(Entries taken from a collection)
━━━━━━━━━━━━━━━━━━━━━━━━━━━━━━
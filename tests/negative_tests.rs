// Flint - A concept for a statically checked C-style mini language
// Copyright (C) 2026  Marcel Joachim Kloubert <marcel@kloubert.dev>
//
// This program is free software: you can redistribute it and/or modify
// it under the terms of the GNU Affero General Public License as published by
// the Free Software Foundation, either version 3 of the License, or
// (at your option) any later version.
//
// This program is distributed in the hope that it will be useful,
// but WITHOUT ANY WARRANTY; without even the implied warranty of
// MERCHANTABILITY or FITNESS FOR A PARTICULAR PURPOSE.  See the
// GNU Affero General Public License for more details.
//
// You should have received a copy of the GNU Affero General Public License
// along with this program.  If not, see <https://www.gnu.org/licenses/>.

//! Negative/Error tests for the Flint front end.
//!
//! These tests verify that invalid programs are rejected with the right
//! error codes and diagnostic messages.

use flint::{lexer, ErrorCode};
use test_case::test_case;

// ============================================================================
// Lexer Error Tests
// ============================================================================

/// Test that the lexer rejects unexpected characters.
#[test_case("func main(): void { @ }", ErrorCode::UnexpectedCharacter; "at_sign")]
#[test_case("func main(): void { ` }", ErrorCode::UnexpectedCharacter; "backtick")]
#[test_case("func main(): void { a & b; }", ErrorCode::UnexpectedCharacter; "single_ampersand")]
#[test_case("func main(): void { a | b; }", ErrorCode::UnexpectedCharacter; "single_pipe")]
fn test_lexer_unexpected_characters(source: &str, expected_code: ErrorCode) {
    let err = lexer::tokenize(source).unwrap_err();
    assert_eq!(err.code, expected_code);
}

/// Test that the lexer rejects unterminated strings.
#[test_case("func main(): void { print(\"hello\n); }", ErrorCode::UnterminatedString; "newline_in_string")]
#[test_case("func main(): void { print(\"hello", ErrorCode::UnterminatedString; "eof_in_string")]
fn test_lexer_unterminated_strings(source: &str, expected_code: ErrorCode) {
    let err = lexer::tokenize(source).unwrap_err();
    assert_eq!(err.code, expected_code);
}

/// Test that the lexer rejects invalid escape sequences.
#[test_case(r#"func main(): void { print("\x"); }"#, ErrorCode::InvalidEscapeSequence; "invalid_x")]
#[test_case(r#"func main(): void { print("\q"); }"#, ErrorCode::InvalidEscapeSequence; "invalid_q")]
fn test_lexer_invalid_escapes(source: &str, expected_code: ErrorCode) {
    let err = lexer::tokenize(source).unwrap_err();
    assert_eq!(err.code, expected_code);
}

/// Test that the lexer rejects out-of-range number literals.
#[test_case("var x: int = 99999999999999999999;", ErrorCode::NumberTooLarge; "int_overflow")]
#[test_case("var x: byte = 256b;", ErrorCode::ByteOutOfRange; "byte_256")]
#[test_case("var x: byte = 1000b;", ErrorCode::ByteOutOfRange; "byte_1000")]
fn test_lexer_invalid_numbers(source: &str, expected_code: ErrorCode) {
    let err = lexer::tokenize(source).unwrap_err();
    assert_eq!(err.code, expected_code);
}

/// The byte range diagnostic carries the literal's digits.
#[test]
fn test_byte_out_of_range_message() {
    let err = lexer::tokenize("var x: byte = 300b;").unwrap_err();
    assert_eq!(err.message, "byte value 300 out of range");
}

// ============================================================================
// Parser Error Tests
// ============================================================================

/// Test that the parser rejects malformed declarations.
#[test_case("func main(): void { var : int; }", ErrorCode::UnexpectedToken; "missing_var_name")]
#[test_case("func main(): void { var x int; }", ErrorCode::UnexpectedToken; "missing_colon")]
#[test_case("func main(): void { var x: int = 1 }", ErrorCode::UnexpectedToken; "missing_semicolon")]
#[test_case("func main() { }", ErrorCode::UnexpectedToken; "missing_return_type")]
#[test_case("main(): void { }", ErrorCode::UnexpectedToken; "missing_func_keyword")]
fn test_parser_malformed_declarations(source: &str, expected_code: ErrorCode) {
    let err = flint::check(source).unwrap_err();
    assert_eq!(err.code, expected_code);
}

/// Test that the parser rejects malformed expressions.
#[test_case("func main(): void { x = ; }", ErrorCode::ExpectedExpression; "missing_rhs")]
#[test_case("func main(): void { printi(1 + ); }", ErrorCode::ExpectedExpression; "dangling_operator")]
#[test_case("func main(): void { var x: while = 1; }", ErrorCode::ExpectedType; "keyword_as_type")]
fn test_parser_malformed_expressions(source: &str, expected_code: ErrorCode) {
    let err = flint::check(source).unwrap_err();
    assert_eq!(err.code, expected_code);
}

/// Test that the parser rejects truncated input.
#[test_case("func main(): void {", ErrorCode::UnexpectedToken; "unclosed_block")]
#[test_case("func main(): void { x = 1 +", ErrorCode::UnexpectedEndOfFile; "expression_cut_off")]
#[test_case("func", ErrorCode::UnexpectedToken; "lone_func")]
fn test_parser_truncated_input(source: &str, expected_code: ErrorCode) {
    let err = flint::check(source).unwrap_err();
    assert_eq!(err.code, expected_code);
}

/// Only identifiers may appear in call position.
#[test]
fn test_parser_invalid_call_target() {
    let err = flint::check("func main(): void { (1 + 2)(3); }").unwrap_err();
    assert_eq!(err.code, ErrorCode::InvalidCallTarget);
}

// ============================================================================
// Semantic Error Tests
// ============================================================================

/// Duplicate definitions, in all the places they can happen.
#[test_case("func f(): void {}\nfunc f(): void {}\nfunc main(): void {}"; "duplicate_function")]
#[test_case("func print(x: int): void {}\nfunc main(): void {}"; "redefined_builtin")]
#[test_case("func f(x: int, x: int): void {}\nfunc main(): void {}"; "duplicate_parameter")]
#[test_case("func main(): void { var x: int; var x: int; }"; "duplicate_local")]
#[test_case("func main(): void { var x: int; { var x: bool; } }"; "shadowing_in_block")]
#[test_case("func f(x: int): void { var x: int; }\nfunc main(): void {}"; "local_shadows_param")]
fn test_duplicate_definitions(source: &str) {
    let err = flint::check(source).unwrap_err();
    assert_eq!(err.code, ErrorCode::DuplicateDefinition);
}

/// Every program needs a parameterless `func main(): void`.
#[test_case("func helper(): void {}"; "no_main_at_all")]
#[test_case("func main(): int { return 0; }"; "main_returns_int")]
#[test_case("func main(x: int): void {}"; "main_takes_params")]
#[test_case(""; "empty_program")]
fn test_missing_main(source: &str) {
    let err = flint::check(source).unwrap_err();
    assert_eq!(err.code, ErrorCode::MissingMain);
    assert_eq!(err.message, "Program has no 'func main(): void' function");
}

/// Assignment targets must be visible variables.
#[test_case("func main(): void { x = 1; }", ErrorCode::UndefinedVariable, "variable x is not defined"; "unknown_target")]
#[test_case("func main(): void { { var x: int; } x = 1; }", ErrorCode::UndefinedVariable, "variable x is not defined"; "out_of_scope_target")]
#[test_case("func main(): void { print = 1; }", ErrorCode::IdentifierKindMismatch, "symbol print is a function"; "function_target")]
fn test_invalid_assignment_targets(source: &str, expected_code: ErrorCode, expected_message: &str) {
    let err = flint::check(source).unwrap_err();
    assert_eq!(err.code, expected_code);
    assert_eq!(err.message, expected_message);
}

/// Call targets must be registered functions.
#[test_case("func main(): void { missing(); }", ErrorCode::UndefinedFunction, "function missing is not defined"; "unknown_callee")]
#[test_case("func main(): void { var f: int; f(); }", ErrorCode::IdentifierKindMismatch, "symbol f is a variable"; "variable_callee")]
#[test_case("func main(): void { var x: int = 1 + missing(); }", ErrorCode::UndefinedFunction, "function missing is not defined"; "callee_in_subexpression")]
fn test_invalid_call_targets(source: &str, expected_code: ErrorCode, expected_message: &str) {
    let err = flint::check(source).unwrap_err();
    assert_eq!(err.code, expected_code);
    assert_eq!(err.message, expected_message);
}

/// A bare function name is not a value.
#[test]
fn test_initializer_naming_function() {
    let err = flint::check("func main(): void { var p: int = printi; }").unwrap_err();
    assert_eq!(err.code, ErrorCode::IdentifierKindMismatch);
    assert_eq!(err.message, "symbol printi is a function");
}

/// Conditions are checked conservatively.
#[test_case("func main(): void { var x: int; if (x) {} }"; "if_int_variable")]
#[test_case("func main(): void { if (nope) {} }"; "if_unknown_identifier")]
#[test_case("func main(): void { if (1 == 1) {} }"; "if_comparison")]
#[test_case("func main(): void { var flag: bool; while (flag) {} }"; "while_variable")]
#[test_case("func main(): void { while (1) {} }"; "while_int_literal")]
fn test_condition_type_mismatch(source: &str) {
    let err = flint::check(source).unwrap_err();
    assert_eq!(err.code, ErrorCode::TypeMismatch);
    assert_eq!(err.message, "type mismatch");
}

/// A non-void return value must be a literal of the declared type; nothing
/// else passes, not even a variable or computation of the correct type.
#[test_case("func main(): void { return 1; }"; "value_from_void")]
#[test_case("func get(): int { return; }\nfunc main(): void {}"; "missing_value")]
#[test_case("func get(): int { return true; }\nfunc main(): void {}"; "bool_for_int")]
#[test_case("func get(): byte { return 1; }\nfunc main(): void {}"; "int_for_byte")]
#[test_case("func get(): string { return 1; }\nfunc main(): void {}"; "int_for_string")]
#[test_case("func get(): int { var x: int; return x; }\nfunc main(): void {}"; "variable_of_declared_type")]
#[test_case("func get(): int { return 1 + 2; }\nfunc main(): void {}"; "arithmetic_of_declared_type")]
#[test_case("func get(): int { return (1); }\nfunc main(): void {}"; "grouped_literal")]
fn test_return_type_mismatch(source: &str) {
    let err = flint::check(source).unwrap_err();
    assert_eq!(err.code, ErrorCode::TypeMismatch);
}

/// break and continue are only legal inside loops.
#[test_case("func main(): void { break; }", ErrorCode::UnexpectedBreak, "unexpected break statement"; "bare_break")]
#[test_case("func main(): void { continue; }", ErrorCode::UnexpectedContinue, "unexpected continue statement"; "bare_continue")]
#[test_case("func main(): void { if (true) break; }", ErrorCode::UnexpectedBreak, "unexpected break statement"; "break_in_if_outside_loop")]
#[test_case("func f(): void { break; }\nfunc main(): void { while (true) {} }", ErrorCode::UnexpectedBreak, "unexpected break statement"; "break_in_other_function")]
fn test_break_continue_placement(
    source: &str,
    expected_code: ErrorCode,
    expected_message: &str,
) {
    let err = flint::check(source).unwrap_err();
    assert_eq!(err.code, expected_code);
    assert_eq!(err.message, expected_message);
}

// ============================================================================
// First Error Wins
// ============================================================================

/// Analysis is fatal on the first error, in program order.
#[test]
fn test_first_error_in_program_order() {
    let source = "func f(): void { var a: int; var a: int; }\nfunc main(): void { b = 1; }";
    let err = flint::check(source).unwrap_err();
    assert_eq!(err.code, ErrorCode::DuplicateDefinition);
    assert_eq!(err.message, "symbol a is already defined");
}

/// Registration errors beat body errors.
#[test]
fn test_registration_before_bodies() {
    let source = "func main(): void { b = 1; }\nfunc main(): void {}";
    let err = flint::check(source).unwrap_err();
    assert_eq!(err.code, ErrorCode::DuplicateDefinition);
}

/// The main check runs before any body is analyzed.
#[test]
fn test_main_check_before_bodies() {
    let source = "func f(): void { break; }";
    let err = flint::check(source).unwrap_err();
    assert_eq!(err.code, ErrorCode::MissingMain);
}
━━━━━━━━━━━━━━━━━━━━━━━━━━━━━━
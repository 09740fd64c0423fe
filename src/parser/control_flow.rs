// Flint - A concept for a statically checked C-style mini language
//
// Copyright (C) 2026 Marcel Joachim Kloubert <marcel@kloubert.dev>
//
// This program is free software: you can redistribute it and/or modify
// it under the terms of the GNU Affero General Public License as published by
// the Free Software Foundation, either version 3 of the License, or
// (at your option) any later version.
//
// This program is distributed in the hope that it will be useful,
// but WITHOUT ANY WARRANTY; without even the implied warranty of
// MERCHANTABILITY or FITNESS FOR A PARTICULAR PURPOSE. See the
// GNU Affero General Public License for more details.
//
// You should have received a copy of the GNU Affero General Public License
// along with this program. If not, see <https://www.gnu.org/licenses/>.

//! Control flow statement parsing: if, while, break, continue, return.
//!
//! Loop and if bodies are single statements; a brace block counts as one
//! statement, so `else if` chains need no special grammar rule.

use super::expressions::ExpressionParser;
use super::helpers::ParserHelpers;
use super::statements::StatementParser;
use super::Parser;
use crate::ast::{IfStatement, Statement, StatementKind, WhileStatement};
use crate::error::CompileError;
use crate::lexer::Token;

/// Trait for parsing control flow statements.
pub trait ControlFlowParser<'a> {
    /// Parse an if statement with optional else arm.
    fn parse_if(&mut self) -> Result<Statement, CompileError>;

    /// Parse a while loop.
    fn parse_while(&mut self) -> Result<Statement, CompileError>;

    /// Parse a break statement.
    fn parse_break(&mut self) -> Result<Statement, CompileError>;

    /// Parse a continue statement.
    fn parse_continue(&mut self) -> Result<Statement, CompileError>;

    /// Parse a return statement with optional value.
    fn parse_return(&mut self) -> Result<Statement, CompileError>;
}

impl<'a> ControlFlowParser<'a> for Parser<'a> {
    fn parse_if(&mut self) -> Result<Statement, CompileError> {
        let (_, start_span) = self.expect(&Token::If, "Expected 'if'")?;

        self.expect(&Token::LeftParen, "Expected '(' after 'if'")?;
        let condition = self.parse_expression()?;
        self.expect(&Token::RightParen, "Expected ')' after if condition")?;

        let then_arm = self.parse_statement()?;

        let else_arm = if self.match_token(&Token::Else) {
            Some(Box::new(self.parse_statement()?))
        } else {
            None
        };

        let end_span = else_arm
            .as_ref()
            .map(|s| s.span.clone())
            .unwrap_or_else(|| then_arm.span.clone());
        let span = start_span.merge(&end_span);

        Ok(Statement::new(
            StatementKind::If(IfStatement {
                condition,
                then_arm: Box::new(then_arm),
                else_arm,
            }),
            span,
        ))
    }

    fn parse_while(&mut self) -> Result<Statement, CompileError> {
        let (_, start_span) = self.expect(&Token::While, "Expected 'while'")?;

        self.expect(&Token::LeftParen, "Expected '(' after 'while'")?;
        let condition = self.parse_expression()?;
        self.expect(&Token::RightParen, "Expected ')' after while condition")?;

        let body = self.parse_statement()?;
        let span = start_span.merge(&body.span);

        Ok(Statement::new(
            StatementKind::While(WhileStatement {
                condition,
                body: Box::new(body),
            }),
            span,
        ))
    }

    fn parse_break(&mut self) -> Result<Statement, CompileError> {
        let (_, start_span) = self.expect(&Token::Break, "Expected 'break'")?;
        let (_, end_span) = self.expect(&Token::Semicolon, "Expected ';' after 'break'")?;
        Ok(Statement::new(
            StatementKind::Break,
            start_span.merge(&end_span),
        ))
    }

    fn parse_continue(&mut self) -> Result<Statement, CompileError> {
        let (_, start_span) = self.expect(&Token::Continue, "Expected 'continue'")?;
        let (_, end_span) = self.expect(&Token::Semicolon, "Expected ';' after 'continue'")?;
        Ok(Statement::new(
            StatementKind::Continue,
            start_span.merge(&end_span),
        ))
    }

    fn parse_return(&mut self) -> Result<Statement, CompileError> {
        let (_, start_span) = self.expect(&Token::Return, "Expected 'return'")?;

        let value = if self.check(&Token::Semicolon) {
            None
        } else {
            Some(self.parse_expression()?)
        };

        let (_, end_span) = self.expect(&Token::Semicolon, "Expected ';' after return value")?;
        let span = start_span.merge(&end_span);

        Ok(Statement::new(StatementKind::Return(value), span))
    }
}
━━━━━━━━━━━━━━━━━━━━━━━━━━━━━━
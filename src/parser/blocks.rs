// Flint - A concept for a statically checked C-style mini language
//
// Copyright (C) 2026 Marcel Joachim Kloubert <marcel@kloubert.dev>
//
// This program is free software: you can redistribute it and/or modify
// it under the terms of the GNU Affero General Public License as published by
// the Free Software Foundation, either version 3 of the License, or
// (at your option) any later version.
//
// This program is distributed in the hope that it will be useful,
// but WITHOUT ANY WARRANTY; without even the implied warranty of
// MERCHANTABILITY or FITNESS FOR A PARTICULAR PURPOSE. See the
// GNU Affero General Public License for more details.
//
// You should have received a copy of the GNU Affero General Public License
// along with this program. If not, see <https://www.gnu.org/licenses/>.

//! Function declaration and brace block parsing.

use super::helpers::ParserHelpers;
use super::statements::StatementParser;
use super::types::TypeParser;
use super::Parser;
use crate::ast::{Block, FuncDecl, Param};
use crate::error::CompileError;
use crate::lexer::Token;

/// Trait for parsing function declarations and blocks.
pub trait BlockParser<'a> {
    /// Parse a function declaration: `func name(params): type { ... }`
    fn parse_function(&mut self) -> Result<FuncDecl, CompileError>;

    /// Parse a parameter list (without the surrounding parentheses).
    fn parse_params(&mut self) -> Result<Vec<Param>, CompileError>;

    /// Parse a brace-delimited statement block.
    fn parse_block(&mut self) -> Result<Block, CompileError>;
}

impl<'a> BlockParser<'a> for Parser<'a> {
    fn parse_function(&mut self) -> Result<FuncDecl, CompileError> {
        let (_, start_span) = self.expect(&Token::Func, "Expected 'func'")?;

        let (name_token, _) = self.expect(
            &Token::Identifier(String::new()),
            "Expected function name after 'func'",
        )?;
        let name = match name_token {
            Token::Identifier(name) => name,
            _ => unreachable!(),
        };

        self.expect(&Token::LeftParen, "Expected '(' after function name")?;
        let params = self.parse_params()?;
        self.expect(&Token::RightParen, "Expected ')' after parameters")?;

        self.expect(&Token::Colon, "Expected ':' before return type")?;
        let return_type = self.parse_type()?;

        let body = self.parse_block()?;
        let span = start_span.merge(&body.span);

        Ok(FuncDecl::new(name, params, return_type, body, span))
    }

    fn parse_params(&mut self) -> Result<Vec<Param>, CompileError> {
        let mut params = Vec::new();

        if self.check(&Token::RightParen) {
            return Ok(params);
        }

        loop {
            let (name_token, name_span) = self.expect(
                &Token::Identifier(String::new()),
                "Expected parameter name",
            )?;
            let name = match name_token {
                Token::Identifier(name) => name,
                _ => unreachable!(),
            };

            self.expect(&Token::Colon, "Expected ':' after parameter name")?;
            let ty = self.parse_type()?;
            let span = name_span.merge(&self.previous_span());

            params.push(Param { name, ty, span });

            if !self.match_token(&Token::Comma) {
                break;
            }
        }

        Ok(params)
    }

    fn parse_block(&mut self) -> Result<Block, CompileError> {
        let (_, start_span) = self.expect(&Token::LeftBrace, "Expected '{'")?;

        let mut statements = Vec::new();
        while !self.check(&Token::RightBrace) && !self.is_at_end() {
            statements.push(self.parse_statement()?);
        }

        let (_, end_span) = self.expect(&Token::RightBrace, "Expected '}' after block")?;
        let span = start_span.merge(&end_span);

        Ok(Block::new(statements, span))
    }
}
━━━━━━━━━━━━━━━━━━━━━━━━━━━━━━
Whenever a line in the entries holds the word "WhileStatement", copy that line.

use crate::ast::{IfStatement, Statement, StatementKind, WhileStatement};
            StatementKind::While(WhileStatement {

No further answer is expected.